Return each line in the records below that includes "Returns".

%%

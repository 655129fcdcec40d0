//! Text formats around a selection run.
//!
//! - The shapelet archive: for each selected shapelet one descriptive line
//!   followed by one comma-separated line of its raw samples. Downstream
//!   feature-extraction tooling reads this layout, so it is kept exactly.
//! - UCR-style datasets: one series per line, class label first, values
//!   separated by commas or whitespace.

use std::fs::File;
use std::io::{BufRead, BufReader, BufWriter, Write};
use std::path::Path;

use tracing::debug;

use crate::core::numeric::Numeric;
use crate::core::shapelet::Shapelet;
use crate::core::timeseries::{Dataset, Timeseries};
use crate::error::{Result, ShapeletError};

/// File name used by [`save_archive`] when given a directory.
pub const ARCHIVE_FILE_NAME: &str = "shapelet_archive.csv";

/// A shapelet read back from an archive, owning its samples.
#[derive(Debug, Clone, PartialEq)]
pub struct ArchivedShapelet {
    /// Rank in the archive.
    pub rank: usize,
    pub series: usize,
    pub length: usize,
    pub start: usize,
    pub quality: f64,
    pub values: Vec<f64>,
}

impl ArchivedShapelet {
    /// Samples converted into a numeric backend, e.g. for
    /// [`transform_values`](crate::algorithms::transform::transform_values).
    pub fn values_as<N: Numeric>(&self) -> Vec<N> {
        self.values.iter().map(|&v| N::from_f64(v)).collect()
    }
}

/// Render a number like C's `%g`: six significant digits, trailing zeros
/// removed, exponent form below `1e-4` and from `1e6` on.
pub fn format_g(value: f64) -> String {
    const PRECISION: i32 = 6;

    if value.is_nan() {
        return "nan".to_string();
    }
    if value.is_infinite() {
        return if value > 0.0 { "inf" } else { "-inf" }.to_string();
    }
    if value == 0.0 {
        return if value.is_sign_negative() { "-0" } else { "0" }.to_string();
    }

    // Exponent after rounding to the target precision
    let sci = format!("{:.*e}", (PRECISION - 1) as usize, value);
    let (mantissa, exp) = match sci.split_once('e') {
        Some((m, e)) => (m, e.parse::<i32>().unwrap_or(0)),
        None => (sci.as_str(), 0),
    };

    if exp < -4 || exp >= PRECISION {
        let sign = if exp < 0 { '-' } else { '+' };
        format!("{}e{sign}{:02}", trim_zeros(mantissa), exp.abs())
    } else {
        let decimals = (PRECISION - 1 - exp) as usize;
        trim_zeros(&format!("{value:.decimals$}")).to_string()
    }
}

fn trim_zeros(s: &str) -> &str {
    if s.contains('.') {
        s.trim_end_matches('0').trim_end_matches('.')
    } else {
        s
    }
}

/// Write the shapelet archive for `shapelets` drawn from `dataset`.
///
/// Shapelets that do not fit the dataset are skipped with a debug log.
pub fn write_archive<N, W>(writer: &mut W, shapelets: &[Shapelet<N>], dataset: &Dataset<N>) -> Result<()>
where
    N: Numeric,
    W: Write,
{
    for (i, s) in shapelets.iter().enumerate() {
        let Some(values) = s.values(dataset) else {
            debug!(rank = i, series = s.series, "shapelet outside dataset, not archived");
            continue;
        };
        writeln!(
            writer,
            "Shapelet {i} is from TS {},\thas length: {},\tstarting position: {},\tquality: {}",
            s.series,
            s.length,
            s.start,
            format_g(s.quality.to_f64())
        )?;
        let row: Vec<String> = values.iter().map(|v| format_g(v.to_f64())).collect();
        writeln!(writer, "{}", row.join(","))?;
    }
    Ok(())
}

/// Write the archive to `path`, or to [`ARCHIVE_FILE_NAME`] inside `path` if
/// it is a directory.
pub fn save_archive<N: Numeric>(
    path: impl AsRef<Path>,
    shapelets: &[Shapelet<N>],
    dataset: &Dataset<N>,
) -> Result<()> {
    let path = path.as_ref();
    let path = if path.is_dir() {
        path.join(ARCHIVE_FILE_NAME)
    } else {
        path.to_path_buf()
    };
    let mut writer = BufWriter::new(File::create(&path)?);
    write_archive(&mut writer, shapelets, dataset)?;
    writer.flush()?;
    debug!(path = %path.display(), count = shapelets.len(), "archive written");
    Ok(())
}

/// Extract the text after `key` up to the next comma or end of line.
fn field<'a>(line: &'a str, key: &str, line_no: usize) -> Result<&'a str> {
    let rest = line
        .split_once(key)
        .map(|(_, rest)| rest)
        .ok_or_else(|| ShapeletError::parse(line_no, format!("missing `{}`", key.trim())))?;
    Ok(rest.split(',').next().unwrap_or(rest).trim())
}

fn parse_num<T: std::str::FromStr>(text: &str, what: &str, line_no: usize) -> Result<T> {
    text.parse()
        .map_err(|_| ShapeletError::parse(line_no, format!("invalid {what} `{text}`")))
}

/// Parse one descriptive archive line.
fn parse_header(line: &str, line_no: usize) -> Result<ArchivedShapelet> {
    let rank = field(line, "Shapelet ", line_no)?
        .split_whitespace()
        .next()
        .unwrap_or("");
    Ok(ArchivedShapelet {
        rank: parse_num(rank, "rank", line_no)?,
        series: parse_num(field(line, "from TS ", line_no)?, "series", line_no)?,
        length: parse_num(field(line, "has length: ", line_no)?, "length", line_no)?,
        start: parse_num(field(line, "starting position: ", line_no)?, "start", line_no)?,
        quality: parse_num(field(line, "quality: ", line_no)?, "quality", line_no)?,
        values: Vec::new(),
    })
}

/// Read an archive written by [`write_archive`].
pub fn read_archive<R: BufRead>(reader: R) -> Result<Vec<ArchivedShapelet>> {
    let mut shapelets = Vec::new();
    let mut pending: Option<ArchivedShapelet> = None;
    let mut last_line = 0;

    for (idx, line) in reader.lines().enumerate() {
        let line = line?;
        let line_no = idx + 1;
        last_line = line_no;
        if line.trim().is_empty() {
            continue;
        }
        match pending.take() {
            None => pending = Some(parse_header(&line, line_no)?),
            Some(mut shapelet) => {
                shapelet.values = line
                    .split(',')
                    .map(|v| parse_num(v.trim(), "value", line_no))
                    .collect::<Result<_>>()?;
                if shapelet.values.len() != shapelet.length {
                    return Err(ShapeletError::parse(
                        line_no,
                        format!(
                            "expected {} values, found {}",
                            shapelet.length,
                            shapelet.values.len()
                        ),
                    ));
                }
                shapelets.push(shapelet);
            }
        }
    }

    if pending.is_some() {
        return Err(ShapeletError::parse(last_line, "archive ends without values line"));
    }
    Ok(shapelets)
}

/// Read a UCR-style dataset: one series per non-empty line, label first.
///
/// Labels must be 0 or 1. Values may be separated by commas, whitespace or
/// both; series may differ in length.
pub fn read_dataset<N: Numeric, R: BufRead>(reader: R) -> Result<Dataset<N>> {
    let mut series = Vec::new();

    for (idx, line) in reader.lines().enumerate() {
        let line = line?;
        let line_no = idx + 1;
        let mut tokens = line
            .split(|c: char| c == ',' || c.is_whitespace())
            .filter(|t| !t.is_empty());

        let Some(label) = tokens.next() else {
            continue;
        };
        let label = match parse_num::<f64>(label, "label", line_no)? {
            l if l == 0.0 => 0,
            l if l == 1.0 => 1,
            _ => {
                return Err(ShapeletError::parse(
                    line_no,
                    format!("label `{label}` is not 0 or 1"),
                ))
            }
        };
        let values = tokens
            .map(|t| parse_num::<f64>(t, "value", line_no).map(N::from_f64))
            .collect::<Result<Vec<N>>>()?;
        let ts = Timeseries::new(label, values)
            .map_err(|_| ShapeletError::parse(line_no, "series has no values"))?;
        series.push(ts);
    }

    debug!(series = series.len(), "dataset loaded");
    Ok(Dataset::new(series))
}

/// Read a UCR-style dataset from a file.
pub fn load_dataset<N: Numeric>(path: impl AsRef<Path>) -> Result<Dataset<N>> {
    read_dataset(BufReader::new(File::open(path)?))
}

%%
%%

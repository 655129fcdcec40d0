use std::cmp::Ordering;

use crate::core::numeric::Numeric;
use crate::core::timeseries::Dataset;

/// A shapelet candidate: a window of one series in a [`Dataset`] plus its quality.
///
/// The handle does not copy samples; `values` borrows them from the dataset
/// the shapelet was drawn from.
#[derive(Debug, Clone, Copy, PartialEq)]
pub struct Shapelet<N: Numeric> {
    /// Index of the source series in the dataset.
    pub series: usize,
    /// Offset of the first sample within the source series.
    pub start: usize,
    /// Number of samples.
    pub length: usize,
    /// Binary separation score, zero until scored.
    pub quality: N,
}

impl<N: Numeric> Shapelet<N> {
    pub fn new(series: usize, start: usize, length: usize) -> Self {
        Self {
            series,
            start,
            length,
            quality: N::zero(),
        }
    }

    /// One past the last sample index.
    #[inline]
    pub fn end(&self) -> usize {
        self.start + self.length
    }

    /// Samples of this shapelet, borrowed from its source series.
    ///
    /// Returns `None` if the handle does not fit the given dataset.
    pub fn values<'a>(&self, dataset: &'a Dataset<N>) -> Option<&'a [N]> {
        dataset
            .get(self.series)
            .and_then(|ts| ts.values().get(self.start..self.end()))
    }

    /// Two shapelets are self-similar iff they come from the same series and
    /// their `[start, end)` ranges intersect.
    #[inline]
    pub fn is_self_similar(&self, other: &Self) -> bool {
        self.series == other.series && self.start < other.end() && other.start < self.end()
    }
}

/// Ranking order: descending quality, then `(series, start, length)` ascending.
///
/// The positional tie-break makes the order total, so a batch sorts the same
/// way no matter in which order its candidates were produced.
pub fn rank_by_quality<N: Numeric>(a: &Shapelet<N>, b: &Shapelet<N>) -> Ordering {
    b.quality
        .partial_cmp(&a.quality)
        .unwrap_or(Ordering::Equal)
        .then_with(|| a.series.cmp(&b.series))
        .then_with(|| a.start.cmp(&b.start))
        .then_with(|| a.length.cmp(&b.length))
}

%%
%%

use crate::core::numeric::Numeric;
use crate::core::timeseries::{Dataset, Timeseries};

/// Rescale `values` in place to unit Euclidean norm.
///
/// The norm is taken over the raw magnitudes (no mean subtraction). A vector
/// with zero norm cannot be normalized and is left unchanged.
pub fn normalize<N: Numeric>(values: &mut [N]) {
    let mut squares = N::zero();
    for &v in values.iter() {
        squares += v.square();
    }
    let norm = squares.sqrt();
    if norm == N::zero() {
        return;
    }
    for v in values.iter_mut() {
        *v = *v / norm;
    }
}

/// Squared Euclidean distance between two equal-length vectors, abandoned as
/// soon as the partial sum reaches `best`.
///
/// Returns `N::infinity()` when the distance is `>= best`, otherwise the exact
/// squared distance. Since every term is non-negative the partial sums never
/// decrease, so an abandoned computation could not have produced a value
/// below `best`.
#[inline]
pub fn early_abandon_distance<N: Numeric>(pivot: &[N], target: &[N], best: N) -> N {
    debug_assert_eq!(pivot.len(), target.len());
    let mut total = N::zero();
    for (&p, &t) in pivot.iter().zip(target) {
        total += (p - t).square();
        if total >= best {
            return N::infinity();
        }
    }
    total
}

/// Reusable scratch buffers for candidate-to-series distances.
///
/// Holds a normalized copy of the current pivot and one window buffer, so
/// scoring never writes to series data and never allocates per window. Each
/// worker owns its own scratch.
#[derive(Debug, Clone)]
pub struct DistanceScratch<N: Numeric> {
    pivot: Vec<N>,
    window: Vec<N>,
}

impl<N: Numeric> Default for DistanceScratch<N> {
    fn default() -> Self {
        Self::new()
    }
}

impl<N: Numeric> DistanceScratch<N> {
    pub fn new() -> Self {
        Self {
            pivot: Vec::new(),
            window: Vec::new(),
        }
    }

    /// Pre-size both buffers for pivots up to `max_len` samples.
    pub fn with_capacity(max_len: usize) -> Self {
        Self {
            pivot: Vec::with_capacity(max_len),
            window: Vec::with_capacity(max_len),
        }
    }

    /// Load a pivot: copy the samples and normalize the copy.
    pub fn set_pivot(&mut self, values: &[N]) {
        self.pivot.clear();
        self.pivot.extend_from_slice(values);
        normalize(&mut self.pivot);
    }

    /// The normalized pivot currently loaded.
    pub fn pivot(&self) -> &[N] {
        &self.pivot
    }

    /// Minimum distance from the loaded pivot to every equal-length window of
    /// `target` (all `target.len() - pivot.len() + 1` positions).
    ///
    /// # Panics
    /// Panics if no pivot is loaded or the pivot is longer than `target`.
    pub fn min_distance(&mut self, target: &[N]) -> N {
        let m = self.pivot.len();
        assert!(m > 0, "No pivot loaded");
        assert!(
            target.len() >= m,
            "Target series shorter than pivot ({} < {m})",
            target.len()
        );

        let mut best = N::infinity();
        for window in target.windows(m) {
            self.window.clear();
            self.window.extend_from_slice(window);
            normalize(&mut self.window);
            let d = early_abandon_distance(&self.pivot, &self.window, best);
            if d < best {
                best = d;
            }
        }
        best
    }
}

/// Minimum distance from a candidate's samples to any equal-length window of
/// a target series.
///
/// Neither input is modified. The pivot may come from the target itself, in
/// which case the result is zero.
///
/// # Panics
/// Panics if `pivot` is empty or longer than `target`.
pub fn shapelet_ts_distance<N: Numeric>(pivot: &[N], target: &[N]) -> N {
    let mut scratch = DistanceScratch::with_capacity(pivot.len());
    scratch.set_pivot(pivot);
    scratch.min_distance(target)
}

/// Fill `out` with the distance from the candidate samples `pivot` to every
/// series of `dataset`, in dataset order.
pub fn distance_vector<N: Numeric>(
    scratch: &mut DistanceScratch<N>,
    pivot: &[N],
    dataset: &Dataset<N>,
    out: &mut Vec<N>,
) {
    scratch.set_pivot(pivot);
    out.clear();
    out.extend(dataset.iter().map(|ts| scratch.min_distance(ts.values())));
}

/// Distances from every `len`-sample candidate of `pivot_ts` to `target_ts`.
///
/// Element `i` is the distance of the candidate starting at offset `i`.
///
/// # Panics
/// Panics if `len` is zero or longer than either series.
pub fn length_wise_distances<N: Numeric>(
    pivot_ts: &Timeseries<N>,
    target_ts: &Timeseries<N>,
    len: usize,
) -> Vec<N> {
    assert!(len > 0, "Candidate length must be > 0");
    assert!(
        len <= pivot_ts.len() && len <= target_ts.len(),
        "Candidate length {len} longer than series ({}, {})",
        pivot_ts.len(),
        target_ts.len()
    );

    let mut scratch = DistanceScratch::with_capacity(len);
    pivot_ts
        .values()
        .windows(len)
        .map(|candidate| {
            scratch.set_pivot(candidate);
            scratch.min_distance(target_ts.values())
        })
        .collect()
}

%%

- **Finished exercise**
    /// Returns `None` if the handle does not fit the given dataset.
/// Returns `N::infinity()` when the distance is `>= best`, otherwise the exact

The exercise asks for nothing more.